• **GIVEN DATA**
○ ○ ○ ○ ○ ○ ○

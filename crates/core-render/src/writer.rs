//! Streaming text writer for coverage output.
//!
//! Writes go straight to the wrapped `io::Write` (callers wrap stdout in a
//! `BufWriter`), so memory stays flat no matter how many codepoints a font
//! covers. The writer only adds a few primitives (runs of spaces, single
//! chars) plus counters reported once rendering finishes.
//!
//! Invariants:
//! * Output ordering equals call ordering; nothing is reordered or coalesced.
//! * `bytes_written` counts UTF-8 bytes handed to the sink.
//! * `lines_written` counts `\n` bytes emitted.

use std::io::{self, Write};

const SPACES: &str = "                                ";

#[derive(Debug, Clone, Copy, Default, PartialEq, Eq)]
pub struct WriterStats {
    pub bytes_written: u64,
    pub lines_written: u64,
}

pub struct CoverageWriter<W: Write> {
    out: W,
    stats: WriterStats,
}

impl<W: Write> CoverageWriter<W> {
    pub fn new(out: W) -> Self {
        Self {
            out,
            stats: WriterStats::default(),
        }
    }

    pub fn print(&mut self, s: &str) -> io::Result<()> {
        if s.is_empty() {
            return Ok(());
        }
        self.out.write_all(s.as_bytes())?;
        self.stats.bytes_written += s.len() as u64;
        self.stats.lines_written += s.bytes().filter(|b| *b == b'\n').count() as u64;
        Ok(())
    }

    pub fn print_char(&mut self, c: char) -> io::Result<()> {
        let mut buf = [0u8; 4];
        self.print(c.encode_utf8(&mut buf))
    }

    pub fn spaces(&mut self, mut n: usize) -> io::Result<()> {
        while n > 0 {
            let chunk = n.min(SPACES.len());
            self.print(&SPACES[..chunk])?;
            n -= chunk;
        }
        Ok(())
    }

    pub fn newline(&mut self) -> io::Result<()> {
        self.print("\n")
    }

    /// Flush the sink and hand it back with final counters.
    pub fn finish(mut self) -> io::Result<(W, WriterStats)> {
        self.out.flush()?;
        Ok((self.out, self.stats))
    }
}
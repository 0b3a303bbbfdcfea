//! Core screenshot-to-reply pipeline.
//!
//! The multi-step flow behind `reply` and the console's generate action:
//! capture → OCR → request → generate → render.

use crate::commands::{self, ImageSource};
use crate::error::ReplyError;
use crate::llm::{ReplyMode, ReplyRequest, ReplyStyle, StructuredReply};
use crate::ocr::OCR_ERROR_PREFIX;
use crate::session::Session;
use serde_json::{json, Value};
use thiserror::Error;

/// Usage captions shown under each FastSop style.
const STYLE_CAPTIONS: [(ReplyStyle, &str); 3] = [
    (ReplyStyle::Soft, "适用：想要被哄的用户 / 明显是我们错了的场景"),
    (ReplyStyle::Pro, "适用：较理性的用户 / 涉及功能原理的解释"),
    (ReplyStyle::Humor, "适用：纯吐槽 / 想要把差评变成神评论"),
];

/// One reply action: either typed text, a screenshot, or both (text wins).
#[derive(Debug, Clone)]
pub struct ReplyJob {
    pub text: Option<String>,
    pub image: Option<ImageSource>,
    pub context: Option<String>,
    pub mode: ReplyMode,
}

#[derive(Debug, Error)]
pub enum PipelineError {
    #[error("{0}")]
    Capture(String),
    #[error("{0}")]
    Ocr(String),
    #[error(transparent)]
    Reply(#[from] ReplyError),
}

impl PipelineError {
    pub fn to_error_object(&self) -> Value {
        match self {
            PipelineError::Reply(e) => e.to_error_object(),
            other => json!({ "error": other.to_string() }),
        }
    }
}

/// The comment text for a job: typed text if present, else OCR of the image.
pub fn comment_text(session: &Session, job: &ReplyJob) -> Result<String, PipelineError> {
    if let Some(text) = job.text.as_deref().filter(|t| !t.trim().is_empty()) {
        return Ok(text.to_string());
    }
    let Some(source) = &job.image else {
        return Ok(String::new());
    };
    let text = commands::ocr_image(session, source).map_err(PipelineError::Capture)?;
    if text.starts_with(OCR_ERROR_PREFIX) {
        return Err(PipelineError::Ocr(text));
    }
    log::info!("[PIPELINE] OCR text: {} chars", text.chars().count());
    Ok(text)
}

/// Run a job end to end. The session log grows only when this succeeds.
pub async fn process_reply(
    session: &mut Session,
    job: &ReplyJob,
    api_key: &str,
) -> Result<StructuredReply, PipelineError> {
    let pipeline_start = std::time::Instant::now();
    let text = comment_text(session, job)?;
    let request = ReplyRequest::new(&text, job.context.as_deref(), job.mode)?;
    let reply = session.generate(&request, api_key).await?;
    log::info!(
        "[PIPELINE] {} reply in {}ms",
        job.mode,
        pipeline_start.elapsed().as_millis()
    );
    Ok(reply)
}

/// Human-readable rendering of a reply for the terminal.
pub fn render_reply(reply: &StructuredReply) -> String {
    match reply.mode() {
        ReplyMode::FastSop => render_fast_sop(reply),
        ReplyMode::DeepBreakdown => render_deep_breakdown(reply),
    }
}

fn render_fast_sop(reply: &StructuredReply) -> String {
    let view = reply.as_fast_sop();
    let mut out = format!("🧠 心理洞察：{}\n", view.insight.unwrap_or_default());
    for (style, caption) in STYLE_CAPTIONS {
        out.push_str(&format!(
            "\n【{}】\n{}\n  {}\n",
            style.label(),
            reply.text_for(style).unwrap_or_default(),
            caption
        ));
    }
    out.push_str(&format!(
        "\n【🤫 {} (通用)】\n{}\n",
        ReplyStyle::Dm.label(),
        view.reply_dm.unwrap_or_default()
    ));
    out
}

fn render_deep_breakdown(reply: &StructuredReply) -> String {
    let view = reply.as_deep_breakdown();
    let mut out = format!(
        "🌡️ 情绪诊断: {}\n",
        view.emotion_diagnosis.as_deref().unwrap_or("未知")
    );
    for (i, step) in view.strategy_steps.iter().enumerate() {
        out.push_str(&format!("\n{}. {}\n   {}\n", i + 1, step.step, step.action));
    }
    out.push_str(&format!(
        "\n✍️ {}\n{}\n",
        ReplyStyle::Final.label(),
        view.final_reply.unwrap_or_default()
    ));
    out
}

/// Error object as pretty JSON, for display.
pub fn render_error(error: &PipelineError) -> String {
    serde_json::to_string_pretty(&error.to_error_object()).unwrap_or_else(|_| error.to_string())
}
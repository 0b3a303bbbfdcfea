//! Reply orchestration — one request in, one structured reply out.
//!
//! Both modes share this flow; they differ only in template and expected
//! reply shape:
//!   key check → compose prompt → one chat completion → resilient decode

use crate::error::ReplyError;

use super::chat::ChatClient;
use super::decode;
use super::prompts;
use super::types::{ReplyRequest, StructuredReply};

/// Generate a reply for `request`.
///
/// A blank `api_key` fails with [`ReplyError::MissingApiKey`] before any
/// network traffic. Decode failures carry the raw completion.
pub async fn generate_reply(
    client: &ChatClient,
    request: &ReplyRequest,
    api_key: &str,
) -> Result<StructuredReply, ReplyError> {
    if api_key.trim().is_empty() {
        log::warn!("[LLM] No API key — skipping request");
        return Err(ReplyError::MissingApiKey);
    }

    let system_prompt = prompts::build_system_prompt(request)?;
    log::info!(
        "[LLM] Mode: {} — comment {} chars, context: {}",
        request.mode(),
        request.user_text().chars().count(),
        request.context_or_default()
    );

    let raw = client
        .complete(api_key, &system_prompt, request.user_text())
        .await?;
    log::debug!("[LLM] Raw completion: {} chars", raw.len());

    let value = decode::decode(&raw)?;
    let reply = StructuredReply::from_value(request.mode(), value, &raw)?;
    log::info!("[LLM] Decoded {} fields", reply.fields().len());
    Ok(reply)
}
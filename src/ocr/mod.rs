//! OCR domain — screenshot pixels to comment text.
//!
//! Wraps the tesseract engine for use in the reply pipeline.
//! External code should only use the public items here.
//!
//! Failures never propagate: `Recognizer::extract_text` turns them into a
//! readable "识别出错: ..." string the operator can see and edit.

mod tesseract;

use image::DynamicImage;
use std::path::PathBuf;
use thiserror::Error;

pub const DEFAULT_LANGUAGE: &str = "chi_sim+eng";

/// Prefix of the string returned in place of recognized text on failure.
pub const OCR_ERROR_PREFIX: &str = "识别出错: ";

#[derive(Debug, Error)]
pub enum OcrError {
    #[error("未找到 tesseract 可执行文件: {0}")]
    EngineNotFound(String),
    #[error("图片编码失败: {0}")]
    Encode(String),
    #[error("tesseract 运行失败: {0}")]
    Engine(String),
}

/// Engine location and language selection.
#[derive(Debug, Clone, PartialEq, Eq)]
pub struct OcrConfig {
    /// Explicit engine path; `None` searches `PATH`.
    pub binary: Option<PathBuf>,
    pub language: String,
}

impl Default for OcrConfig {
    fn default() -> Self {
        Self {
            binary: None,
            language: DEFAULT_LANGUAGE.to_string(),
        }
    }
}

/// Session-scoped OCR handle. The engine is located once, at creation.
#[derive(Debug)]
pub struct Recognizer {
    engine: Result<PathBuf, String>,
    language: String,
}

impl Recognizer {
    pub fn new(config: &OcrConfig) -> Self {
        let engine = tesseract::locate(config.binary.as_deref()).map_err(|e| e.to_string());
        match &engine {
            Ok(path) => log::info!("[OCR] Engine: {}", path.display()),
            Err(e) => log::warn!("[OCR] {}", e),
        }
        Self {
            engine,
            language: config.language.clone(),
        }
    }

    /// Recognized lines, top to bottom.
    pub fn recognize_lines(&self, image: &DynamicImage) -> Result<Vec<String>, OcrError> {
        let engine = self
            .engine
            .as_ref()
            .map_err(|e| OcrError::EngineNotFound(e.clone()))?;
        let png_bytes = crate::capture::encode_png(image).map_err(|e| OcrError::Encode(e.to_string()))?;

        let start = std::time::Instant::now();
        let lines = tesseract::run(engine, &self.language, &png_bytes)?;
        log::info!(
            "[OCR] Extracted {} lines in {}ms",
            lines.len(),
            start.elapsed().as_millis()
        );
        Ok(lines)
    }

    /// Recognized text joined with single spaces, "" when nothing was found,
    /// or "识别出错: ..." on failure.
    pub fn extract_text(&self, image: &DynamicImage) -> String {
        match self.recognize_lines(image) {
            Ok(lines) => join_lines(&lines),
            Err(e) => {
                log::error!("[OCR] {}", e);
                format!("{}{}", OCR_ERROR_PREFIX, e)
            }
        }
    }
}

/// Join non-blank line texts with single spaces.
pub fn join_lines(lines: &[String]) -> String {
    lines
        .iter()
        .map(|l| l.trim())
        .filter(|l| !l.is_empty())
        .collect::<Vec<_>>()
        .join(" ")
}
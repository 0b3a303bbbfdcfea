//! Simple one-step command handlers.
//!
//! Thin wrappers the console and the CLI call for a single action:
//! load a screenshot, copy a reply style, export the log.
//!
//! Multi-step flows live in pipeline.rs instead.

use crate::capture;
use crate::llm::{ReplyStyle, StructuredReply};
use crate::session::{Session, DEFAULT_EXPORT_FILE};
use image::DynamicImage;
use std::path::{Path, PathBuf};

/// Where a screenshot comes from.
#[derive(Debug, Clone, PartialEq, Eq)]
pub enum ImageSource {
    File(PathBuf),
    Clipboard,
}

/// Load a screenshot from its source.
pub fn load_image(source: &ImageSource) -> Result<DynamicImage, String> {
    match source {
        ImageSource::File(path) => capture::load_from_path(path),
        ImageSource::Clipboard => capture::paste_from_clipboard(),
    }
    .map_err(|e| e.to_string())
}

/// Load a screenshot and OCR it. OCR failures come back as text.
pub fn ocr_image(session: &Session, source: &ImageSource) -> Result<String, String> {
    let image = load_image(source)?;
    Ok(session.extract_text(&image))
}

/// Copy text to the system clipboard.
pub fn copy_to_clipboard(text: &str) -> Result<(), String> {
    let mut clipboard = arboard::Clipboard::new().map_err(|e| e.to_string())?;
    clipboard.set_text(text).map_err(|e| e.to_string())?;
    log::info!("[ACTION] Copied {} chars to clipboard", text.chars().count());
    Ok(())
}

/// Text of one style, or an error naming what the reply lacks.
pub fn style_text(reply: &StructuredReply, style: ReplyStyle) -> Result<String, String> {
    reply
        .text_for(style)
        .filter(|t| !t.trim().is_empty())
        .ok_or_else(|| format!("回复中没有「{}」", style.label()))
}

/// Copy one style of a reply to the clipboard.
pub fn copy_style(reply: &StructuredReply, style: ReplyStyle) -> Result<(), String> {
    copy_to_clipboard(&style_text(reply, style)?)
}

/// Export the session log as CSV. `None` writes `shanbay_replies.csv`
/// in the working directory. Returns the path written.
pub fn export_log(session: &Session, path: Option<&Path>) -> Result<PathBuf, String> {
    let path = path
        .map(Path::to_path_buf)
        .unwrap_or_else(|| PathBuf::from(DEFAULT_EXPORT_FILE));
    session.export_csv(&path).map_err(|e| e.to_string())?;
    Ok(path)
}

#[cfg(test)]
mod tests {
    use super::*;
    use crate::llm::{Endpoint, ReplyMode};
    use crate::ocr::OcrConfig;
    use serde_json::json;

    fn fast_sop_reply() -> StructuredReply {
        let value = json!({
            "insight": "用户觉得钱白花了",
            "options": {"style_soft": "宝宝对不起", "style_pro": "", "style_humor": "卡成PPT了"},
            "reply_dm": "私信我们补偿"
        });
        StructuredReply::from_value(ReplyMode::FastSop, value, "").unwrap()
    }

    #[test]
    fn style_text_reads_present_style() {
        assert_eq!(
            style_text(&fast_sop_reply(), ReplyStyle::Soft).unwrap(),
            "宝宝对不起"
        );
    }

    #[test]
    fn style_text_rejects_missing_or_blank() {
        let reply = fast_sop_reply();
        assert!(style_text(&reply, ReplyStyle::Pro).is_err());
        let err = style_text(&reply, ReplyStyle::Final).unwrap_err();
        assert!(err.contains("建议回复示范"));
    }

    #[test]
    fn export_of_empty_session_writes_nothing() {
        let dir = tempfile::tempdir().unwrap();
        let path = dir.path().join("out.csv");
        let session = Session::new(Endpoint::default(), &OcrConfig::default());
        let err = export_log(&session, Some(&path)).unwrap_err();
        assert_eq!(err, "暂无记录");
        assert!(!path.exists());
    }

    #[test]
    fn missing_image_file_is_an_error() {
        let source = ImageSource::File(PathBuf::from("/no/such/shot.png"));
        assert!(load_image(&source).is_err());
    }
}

○ ○ ○ ○ ○ ○ ○

• **THE PROBLEM**
Both end lines included, restate word for word the lines above from the line with "to comment text." to the line with "them into a", and nothing else.

• **EXPECTED ANSWER**
//! OCR domain — screenshot pixels to comment text.
//!
//! Wraps the tesseract engine for use in the reply pipeline.
//! External code should only use the public items here.
//!
//! Failures never propagate: `Recognizer::extract_text` turns them into a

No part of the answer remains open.